The data Block Start

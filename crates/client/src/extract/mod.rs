//! Plain-text approximation of fetched markup.
//!
//! Deliberately not DOM-aware. Script, style, and comment blocks are
//! removed before the remaining tags are stripped; doing it the other
//! way around would leave their bodies behind as fake prose. Entities
//! are then decoded and whitespace collapsed, and the result is bounded
//! on both ends: too little text is a failed extraction, too much is
//! hard-truncated.

mod entities;

use std::sync::LazyLock;

use regex::Regex;

pub use entities::decode_entities;

/// Bounds applied during extraction.
#[derive(Debug, Clone)]
pub struct ExtractConfig {
    /// Results shorter than this are rejected as failed extractions
    /// (default: 50 characters).
    pub min_length: usize,
    /// Hard cut applied after cleanup, not word-boundary aware
    /// (default: 10,000 characters).
    pub max_length: usize,
}

impl Default for ExtractConfig {
    fn default() -> Self {
        Self { min_length: 50, max_length: 10_000 }
    }
}

/// Text extracted from one page.
#[derive(Debug, Clone, PartialEq, Eq)]
pub struct ExtractedText {
    pub text: String,
    /// Character count of `text`.
    pub length: usize,
}

static SCRIPT_RE: LazyLock<Regex> =
    LazyLock::new(|| Regex::new(r"(?is)<script[^>]*>.*?</script>").expect("script pattern"));
static STYLE_RE: LazyLock<Regex> =
    LazyLock::new(|| Regex::new(r"(?is)<style[^>]*>.*?</style>").expect("style pattern"));
static COMMENT_RE: LazyLock<Regex> = LazyLock::new(|| Regex::new(r"(?s)<!--.*?-->").expect("comment pattern"));
static TAG_RE: LazyLock<Regex> = LazyLock::new(|| Regex::new(r"(?s)<[^>]+>").expect("tag pattern"));

/// Extract a length-bounded plain-text approximation of `raw`.
///
/// Returns `None` when the cleaned text falls below the minimum length —
/// a failed extraction, not an error.
pub fn extract_text(raw: &[u8], config: &ExtractConfig) -> Option<ExtractedText> {
    let html = String::from_utf8_lossy(raw);

    let text = SCRIPT_RE.replace_all(&html, " ");
    let text = STYLE_RE.replace_all(&text, " ");
    let text = COMMENT_RE.replace_all(&text, " ");
    let text = TAG_RE.replace_all(&text, " ");
    let text = decode_entities(&text);
    let text = text.split_whitespace().collect::<Vec<_>>().join(" ");

    if text.chars().count() < config.min_length {
        return None;
    }

    let text = truncate_chars(text, config.max_length);
    let length = text.chars().count();

    Some(ExtractedText { text, length })
}

fn truncate_chars(mut s: String, max: usize) -> String {
    if let Some((idx, _)) = s.char_indices().nth(max) {
        s.truncate(idx);
    }
    s
}
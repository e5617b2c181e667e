//! SQLite-backed content-addressed page cache.
//!
//! This module provides a persistent cache keyed by the SHA-256 address
//! of a canonicalized URL, with async access via tokio-rusqlite. It
//! supports:
//!
//! - Point lookup and atomic upsert per address
//! - Automatic schema migrations
//! - WAL mode for concurrent access
//! - Age-based cleanup and aggregate statistics

pub mod connection;
pub mod entries;
pub mod hash;
pub mod migrations;

pub use crate::Error;

pub use connection::PageStore;
pub use entries::{CacheStats, EntryStatus, PageEntry};
pub use hash::content_address;
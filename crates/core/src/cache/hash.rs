//! Content-addressed cache key derivation.

use sha2::{Digest, Sha256};

/// Derive the cache address for a canonicalized URL.
///
/// Pure function of the URL string: the same URL maps to the same slot
/// on every run and across processes, which is what makes the cache
/// effective across invocations. Callers pass the canonical form (see
/// the client crate's URL handling) so trivially different spellings of
/// one page share an address. Collisions are treated as cache hits, an
/// accepted risk at 256-bit strength.
pub fn content_address(url: &str) -> String {
    let mut hasher = Sha256::new();
    hasher.update(url.as_bytes());
    hex::encode(hasher.finalize())
}
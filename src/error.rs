use std::path::PathBuf;

use thiserror::Error;

#[derive(Debug, Error)]
pub enum ConfigError {
    #[error("failed to read config file {path}")]
    Read {
        path: PathBuf,
        #[source]
        source: std::io::Error,
    },

    #[error("invalid config file {path}")]
    Parse {
        path: PathBuf,
        #[source]
        source: toml::de::Error,
    },

    #[error("delimiter must be a single ASCII character, got {0:?}")]
    InvalidDelimiter(char),
}

/// A problem with one row of the input. Rows never abort an import; these are
/// collected and reported as warnings.
#[derive(Debug, Error)]
pub enum IngestError {
    #[error("line {line}: unreadable row: {source}")]
    Csv {
        line: u64,
        #[source]
        source: csv::Error,
    },

    #[error("line {line}: cannot parse {column} date {value:?}")]
    UnparseableDate {
        line: u64,
        column: &'static str,
        value: String,
    },
}
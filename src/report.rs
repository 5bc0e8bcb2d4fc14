use std::fmt::Write;

use chrono::{NaiveDate, NaiveDateTime};

use crate::models::{AlertLevel, AlertReport, AlertedAgreement};

const TITLE: &str = "人月框架协议进度提醒";

const STYLE: &str = "\
body { font-family: 'Microsoft YaHei', Arial, sans-serif; margin: 20px; line-height: 1.6; }
.alert-section { margin: 20px 0; padding: 15px; background-color: #f8f9fa; border-left: 4px solid #007bff; border-radius: 4px; }
.alert-title { font-weight: bold; color: #333; margin-bottom: 10px; font-size: 16px; }
.alert-content { color: #666; }
.person-name { color: #e74c3c; font-weight: bold; }
table { border-collapse: collapse; width: 100%; margin-top: 30px; box-shadow: 0 2px 5px rgba(0,0,0,0.1); }
th, td { border: 1px solid #ddd; padding: 12px; text-align: left; }
th { background-color: #2c3e50; color: white; font-weight: bold; }
tr:nth-child(even) { background-color: #f9f9f9; }
tr:hover { background-color: #f5f5f5; }
.urgent { background-color: #ffe6e6 !important; }
.completed { background-color: #e6ffe6 !important; }
.level-1 { color: #e74c3c; font-weight: bold; }
.level-2 { color: #e67e22; }
.level-3 { color: #f1c40f; }
.level-4 { color: #3498db; }
.level-5 { color: #95a5a6; }
.header { background-color: #34495e; color: white; padding: 20px; border-radius: 5px; margin-bottom: 20px; }
.footer { margin-top: 30px; padding-top: 20px; border-top: 1px solid #eee; color: #7f8c8d; font-size: 12px; }
";

#[derive(Debug, Clone, Copy, PartialEq, Eq, clap::ValueEnum)]
pub enum ReportFormat {
    Html,
    Json,
}

impl ReportFormat {
    fn extension(self) -> &'static str {
        match self {
            Self::Html => "html",
            Self::Json => "json",
        }
    }
}

pub fn subject(generated_at: NaiveDateTime) -> String {
    format!("{TITLE} - {}", generated_at.format("%Y-%m-%d %H:%M:%S"))
}

pub fn output_file_name(generated_at: NaiveDateTime, format: ReportFormat) -> String {
    format!(
        "{}.{}",
        generated_at.format("%Y%m%d_%H%M%S"),
        format.extension()
    )
}

pub fn urgency_text(level: AlertLevel) -> &'static str {
    match level {
        AlertLevel::Critical => "非常紧急",
        AlertLevel::Urgent => "紧急",
        AlertLevel::Moderate => "中等",
        AlertLevel::Normal => "一般",
        AlertLevel::Low => "较低",
    }
}

fn format_date(date: Option<NaiveDate>) -> String {
    date.map(|date| date.format("%Y-%m-%d").to_string())
        .unwrap_or_else(|| "-".to_string())
}

pub fn escape_html(value: &str) -> String {
    let mut escaped = String::with_capacity(value.len());
    for ch in value.chars() {
        match ch {
            '&' => escaped.push_str("&amp;"),
            '<' => escaped.push_str("&lt;"),
            '>' => escaped.push_str("&gt;"),
            '"' => escaped.push_str("&quot;"),
            '\'' => escaped.push_str("&#39;"),
            _ => escaped.push(ch),
        }
    }
    escaped
}

fn mentions(names: &[String]) -> String {
    if names.is_empty() {
        return "无".to_string();
    }
    names
        .iter()
        .map(|name| format!("@{name}"))
        .collect::<Vec<_>>()
        .join(", ")
}

fn write_alert_section(output: &mut String, title: &str, names: &[String]) {
    if names.is_empty() {
        return;
    }

    let people = names
        .iter()
        .map(|name| format!("<span class=\"person-name\">@{}</span>", escape_html(name)))
        .collect::<Vec<_>>()
        .join(", ");

    let _ = writeln!(output, "<div class=\"alert-section\">");
    let _ = writeln!(output, "<div class=\"alert-title\">{title}</div>");
    let _ = writeln!(output, "<div class=\"alert-content\">{people}</div>");
    let _ = writeln!(output, "</div>");
}

fn write_notice(output: &mut String, title: &str, content: &str) {
    let _ = writeln!(output, "<div class=\"alert-section\">");
    let _ = writeln!(output, "<div class=\"alert-title\">{title}</div>");
    let _ = writeln!(output, "<div class=\"alert-content\">{content}</div>");
    let _ = writeln!(output, "</div>");
}

fn row_class(agreement: &AlertedAgreement) -> &'static str {
    if agreement.record.progress.is_completed() {
        "completed"
    } else if agreement.alert_level.is_urgent() {
        "urgent"
    } else {
        ""
    }
}

fn write_table(output: &mut String, agreements: &[AlertedAgreement]) {
    let _ = writeln!(output, "<table>");
    let _ = writeln!(
        output,
        "<tr><th width=\"5%\">序号</th><th width=\"25%\">系统名称</th><th width=\"10%\">责任经办</th>\
         <th width=\"15%\">当前进度</th><th width=\"15%\">上期协议到期</th>\
         <th width=\"15%\">计划立项日期</th><th width=\"15%\">紧急程度</th></tr>"
    );

    for agreement in agreements {
        let record = &agreement.record;
        let level = agreement.alert_level;
        let _ = writeln!(
            output,
            "<tr class=\"{}\"><td>{}</td><td>{}</td><td>{}</td><td>{}</td><td>{}</td><td>{}</td>\
             <td class=\"level-{}\">{}</td></tr>",
            row_class(agreement),
            record.id,
            escape_html(&record.system_name),
            escape_html(&record.responsible_person),
            escape_html(record.progress.label()),
            format_date(record.previous_agreement_expiry),
            format_date(record.planned_approval_date),
            level.value(),
            urgency_text(level)
        );
    }

    let _ = writeln!(output, "</table>");
}

pub fn build_html(report: &AlertReport, department: Option<&str>) -> String {
    let mut output = String::new();
    let scope = escape_html(department.unwrap_or("全部科室"));

    let _ = writeln!(output, "<html>");
    let _ = writeln!(output, "<head>");
    let _ = writeln!(output, "<meta charset=\"utf-8\">");
    let _ = writeln!(output, "<title>{}</title>", escape_html(&subject(report.generated_at)));
    let _ = writeln!(output, "<style>\n{STYLE}</style>");
    let _ = writeln!(output, "</head>");
    let _ = writeln!(output, "<body>");

    let _ = writeln!(output, "<div class=\"header\">");
    let _ = writeln!(output, "<h1>{TITLE}</h1>");
    let _ = writeln!(
        output,
        "<p>生成时间: {}</p>",
        report.generated_at.format("%Y-%m-%d %H:%M:%S")
    );
    let _ = writeln!(output, "</div>");

    if report.has_alerts() {
        let _ = writeln!(output, "<h2>📢 待办事项提醒</h2>");
        write_alert_section(&mut output, "📋 以下同事请及时整理人月框架协议资料：", &report.need_data);
        write_alert_section(&mut output, "📝 以下同事请及时完成事财权审批：", &report.need_approval);
        write_alert_section(&mut output, "🛒 以下同事请及时完成合同采购：", &report.need_purchase);
        write_alert_section(&mut output, "🖋️ 以下同事请及时完成合同用印：", &report.need_seal);
    } else {
        write_notice(&mut output, "✅ 所有事项正常", "目前没有需要紧急处理的事项。");
    }

    if report.agreements.is_empty() {
        write_notice(
            &mut output,
            "⚠️ 未找到相关记录",
            &format!("未找到'{scope}'的相关项目记录。"),
        );
    } else {
        let total = report.agreements.len();
        let _ = writeln!(output, "<h2>📊 {scope}项目清单（共{total}项）</h2>");
        write_table(&mut output, &report.agreements);

        let _ = writeln!(output, "<div class=\"footer\">");
        let _ = writeln!(
            output,
            "<p>📈 统计信息：总计 {} 项 | 已完成 {} 项 | 紧急待办 {} 项</p>",
            total,
            report.completed_count(),
            report.urgent_count()
        );
        let _ = writeln!(
            output,
            "<p>📋 紧急程度说明：非常紧急(7天内) | 紧急(7-14天) | 中等(14-30天) | 一般(30-90天) | 较低(90天以上)</p>"
        );
        let _ = writeln!(output, "<p>✅ 绿色行：已完成项目 | 🔴 红色背景：紧急项目</p>");
        let _ = writeln!(output, "</div>");
    }

    let _ = writeln!(output, "</body>");
    let _ = writeln!(output, "</html>");

    output
}

pub fn build_json(report: &AlertReport) -> anyhow::Result<String> {
    Ok(serde_json::to_string_pretty(report)?)
}

pub fn build_summary(report: &AlertReport) -> String {
    let mut output = String::new();
    let line = "=".repeat(50);

    let _ = writeln!(output);
    let _ = writeln!(output, "{line}");
    let _ = writeln!(output, "          人月框架协议提醒汇总");
    let _ = writeln!(output, "{line}");
    let _ = writeln!(output, "需整理资料: {}", mentions(&report.need_data));
    let _ = writeln!(output, "需完成事财权: {}", mentions(&report.need_approval));
    let _ = writeln!(output, "需完成合同采购: {}", mentions(&report.need_purchase));
    let _ = writeln!(output, "需完成合同用印: {}", mentions(&report.need_seal));
    let _ = writeln!(output, "{}", "-".repeat(50));
    let _ = writeln!(output, "总提醒人数: {}", report.alerted_people());
    let _ = writeln!(output, "表格记录数: {}", report.agreements.len());
    let _ = writeln!(output, "{line}");

    output
}

#[cfg(test)]
mod tests {
    use super::*;
    use crate::alerts;
    use crate::models::{AgreementRecord, LifecycleStage};
    use chrono::Duration;

    fn now() -> NaiveDateTime {
        NaiveDate::from_ymd_opt(2026, 3, 1)
            .unwrap()
            .and_hms_opt(8, 15, 0)
            .unwrap()
    }

    fn sample_record(id: i32, person: &str, days: Option<i64>, progress: &str) -> AgreementRecord {
        AgreementRecord {
            id,
            system_name: format!("System <{id}>"),
            business_department: "运营管理部".to_string(),
            responsible_department: "运营业务开发科".to_string(),
            previous_agreement_expiry: days.map(|days| now().date() + Duration::days(days)),
            planned_approval_date: None,
            planned_purchase_date: None,
            planned_contract_date: None,
            responsible_person: person.to_string(),
            progress: LifecycleStage::from_label(progress),
        }
    }

    fn sample_report() -> AlertReport {
        alerts::analyze(
            &[
                sample_record(1, "Lin", Some(10), ""),
                sample_record(2, "Zhou & Wu", Some(40), "发起事财权阶段"),
                sample_record(3, "Lin", None, "已完成"),
            ],
            now(),
        )
    }

    #[test]
    fn file_names_and_subject_use_generation_time() {
        assert_eq!(output_file_name(now(), ReportFormat::Html), "20260301_081500.html");
        assert_eq!(output_file_name(now(), ReportFormat::Json), "20260301_081500.json");
        assert_eq!(subject(now()), "人月框架协议进度提醒 - 2026-03-01 08:15:00");
    }

    #[test]
    fn escapes_markup() {
        assert_eq!(
            escape_html("<b>\"A&B\"</b>'"),
            "&lt;b&gt;&quot;A&amp;B&quot;&lt;/b&gt;&#39;"
        );
    }

    #[test]
    fn html_lists_people_and_rows() {
        let html = build_html(&sample_report(), Some("运营业务开发科"));

        assert!(html.contains("以下同事请及时整理人月框架协议资料"));
        assert!(html.contains("<span class=\"person-name\">@Zhou &amp; Wu</span>"));
        assert!(html.contains("System &lt;1&gt;"));
        assert!(html.contains("运营业务开发科项目清单（共3项）"));
        assert!(html.contains("<tr class=\"urgent\">"));
        assert!(html.contains("<tr class=\"completed\">"));
        assert!(html.contains("总计 3 项 | 已完成 1 项 | 紧急待办 1 项"));
        assert!(!html.contains("所有事项正常"));
    }

    #[test]
    fn html_without_alerts_or_records_says_so() {
        let report = alerts::analyze(&[], now());
        let html = build_html(&report, Some("运营业务开发科"));

        assert!(html.contains("所有事项正常"));
        assert!(html.contains("未找到'运营业务开发科'的相关项目记录"));
        assert!(!html.contains("<table>"));
    }

    #[test]
    fn missing_dates_render_as_dash() {
        assert_eq!(format_date(None), "-");
        assert_eq!(format_date(NaiveDate::from_ymd_opt(2026, 1, 5)), "2026-01-05");
    }

    #[test]
    fn summary_mentions_each_list() {
        let summary = build_summary(&sample_report());

        assert!(summary.contains("需整理资料: @Lin\n"));
        assert!(summary.contains("需完成事财权: @Lin, @Zhou & Wu\n"));
        assert!(summary.contains("需完成合同用印: @Lin"));
        assert!(summary.contains("总提醒人数: 2"));
        assert!(summary.contains("表格记录数: 3"));
    }

    #[test]
    fn summary_marks_empty_lists() {
        let summary = build_summary(&alerts::analyze(&[], now()));
        assert!(summary.contains("需整理资料: 无"));
        assert!(summary.contains("总提醒人数: 0"));
    }

    #[test]
    fn json_carries_levels_and_lists() {
        let json = build_json(&sample_report()).unwrap();
        let value: serde_json::Value = serde_json::from_str(&json).unwrap();

        assert_eq!(value["need_seal"], serde_json::json!(["Lin"]));
        assert_eq!(value["agreements"][0]["alert_level"], 2);
        assert_eq!(value["agreements"][2]["progress"], "completed");
    }
}
use std::path::PathBuf;

use anyhow::Context;
use chrono::{Local, NaiveDate, NaiveDateTime, NaiveTime};
use clap::{ArgGroup, Args, Parser, Subcommand};
use tracing_subscriber::{fmt, prelude::*, EnvFilter};

mod alerts;
mod config;
mod error;
mod models;
mod reader;
mod report;

use config::AlertConfig;
use models::AlertReport;
use report::ReportFormat;

#[derive(Parser)]
#[command(name = "agreement-alert")]
#[command(about = "Deadline alerts for framework agreement renewals", long_about = None)]
struct Cli {
    /// TOML file overriding the column layout and department
    #[arg(long, global = true, env = "AGREEMENT_ALERT_CONFIG")]
    config: Option<PathBuf>,

    /// Enable debug logging
    #[arg(short, long, global = true)]
    verbose: bool,

    #[command(subcommand)]
    command: Commands,
}

#[derive(Args)]
#[command(group(
    ArgGroup::new("scope")
        .args(["department", "all_departments"])
        .multiple(false)
))]
struct AnalysisArgs {
    /// CSV export of the tracking sheet
    #[arg(long)]
    input: PathBuf,
    /// Only analyse records owned by this department
    #[arg(long)]
    department: Option<String>,
    /// Analyse every department
    #[arg(long)]
    all_departments: bool,
    /// Judge deadlines as of this moment instead of the current time
    #[arg(long, value_parser = parse_as_of)]
    as_of: Option<NaiveDateTime>,
}

#[derive(Subcommand)]
enum Commands {
    /// Print the alert summary
    Analyze {
        #[command(flatten)]
        args: AnalysisArgs,
    },
    /// Write the alert report to a file
    Report {
        #[command(flatten)]
        args: AnalysisArgs,
        #[arg(long, value_enum, default_value_t = ReportFormat::Html)]
        format: ReportFormat,
        /// Defaults to a timestamped file in the working directory
        #[arg(long)]
        out: Option<PathBuf>,
    },
    /// Show the first rows of the input and where the key columns were found
    Inspect {
        #[arg(long)]
        input: PathBuf,
        #[arg(long, default_value_t = 5)]
        rows: usize,
    },
}

fn main() -> anyhow::Result<()> {
    let cli = Cli::parse();
    init_logging(cli.verbose);

    let config = AlertConfig::load(cli.config.as_deref()).context("failed to load configuration")?;

    match cli.command {
        Commands::Analyze { args } => {
            let (report, _) = run_analysis(&args, &config)?;
            print!("{}", report::build_summary(&report));
        }
        Commands::Report { args, format, out } => {
            let (report, department) = run_analysis(&args, &config)?;
            let content = match format {
                ReportFormat::Html => report::build_html(&report, department.as_deref()),
                ReportFormat::Json => report::build_json(&report)?,
            };
            let out = out.unwrap_or_else(|| {
                PathBuf::from(report::output_file_name(report.generated_at, format))
            });

            std::fs::write(&out, content)
                .with_context(|| format!("failed to write {}", out.display()))?;
            tracing::info!(
                path = %out.display(),
                subject = %report::subject(report.generated_at),
                "report written"
            );
            println!("Report written to {}.", out.display());
            print!("{}", report::build_summary(&report));
        }
        Commands::Inspect { input, rows } => {
            let survey = reader::survey_columns(&input, &config, rows)?;

            for (index, row) in survey.preview.iter().enumerate() {
                println!("--- row {} ---", index + 1);
                for (column, value) in row.iter().enumerate() {
                    if !value.is_empty() {
                        println!("  {column} ({}): {value}", reader::column_letter(column));
                    }
                }
            }

            println!();
            println!("Key columns:");
            for location in &survey.headers {
                match location.found {
                    Some((row, column)) => println!(
                        "- {} [{}]: row {}, column {} ({}){}",
                        location.header,
                        location.field,
                        row + 1,
                        column,
                        reader::column_letter(column),
                        if location.matches_config() {
                            String::new()
                        } else {
                            format!(", configured as {}", location.configured)
                        }
                    ),
                    None => println!(
                        "- {} [{}]: not found (configured as {})",
                        location.header, location.field, location.configured
                    ),
                }
            }
        }
    }

    Ok(())
}

fn init_logging(verbose: bool) {
    let default_filter = if verbose {
        "agreement_alert=debug"
    } else {
        "agreement_alert=info"
    };
    let filter =
        EnvFilter::try_from_default_env().unwrap_or_else(|_| EnvFilter::new(default_filter));
    let json = std::env::var("AGREEMENT_ALERT_LOG_FORMAT").is_ok_and(|format| format == "json");

    let registry = tracing_subscriber::registry().with(filter);
    if json {
        registry
            .with(fmt::layer().json().with_writer(std::io::stderr))
            .init();
    } else {
        registry
            .with(fmt::layer().with_target(false).with_writer(std::io::stderr))
            .init();
    }
}

/// Reads, filters and analyses the input. "Now" is fixed here, once per run.
fn run_analysis(
    args: &AnalysisArgs,
    config: &AlertConfig,
) -> anyhow::Result<(AlertReport, Option<String>)> {
    let now = args.as_of.unwrap_or_else(|| Local::now().naive_local());
    let department = if args.all_departments {
        None
    } else {
        args.department.as_deref().or(config.department_filter())
    };

    let outcome = reader::read_agreements(&args.input, config)?;
    if outcome.records.is_empty() {
        anyhow::bail!(
            "no records read from {}; check the layout with `inspect`",
            args.input.display()
        );
    }
    if !outcome.warnings.is_empty() {
        eprintln!(
            "{} row warning(s) while reading {}; rerun with --verbose for details.",
            outcome.warnings.len(),
            args.input.display()
        );
    }

    let records = reader::filter_department(outcome.records, department);
    let report = alerts::analyze(&records, now);
    Ok((report, department.map(str::to_string)))
}

fn parse_as_of(value: &str) -> Result<NaiveDateTime, String> {
    NaiveDateTime::parse_from_str(value, "%Y-%m-%d %H:%M:%S")
        .or_else(|_| NaiveDateTime::parse_from_str(value, "%Y-%m-%dT%H:%M:%S"))
        .or_else(|_| {
            NaiveDate::parse_from_str(value, "%Y-%m-%d").map(|date| date.and_time(NaiveTime::MIN))
        })
        .map_err(|_| format!("expected YYYY-MM-DD or YYYY-MM-DD HH:MM:SS, got {value:?}"))
}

The data Block End

* Assigned task *
Among the entries above, find the line with "let text = truncate_chars(text, config.max_length);" and the line with "the same slot"; give again exactly these two lines and all lines between them.

* Response to the exercise *
    let text = truncate_chars(text, config.max_length);
    let length = text.chars().count();

    Some(ExtractedText { text, length })
}

fn truncate_chars(mut s: String, max: usize) -> String {
    if let Some((idx, _)) = s.char_indices().nth(max) {
        s.truncate(idx);
    }
    s
}
repository e5617b2c181e667e
//! SQLite-backed content-addressed page cache.
//!
//! This module provides a persistent cache keyed by the SHA-256 address
//! of a canonicalized URL, with async access via tokio-rusqlite. It
//! supports:
//!
//! - Point lookup and atomic upsert per address
//! - Automatic schema migrations
//! - WAL mode for concurrent access
//! - Age-based cleanup and aggregate statistics

pub mod connection;
pub mod entries;
pub mod hash;
pub mod migrations;

pub use crate::Error;

pub use connection::PageStore;
pub use entries::{CacheStats, EntryStatus, PageEntry};
pub use hash::content_address;
filename crates/core/src/cache/hash.rs
//! Content-addressed cache key derivation.

use sha2::{Digest, Sha256};

/// Derive the cache address for a canonicalized URL.
///
/// Pure function of the URL string: the same URL maps to the same slot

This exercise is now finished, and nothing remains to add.